(Saved entries)
──────
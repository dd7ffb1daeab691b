/// Errors raised while assembling startup configuration.
#[derive(Debug, thiserror::Error)]
pub enum ConfigError {
    /// The `CH_SOURCES`/`CREDHUB-REF` blob was not valid JSON, or did not
    /// match the `SourceDescriptor` wire shape.
    #[error("failed to parse source descriptors: {0}")]
    Parse(String),

    /// One or more settings failed validation; every reason is reported
    /// together rather than failing on the first one.
    #[error("configuration validation failed: {0:?}")]
    Validation(Vec<String>),
}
──────
● The problem: Each entry, from start to finish, must be restated exactly.

● Exercise result:
repository dd7ffb1daeab691b
/// Errors raised while assembling startup configuration.
#[derive(Debug, thiserror::Error)]
pub enum ConfigError {
    /// The `CH_SOURCES`/`CREDHUB-REF` blob was not valid JSON, or did not
    /// match the `SourceDescriptor` wire shape.
    #[error("failed to parse source descriptors: {0}")]
    Parse(String),

    /// One or more settings failed validation; every reason is reported
    /// together rather than failing on the first one.
    #[error("configuration validation failed: {0:?}")]
    Validation(Vec<String>),
}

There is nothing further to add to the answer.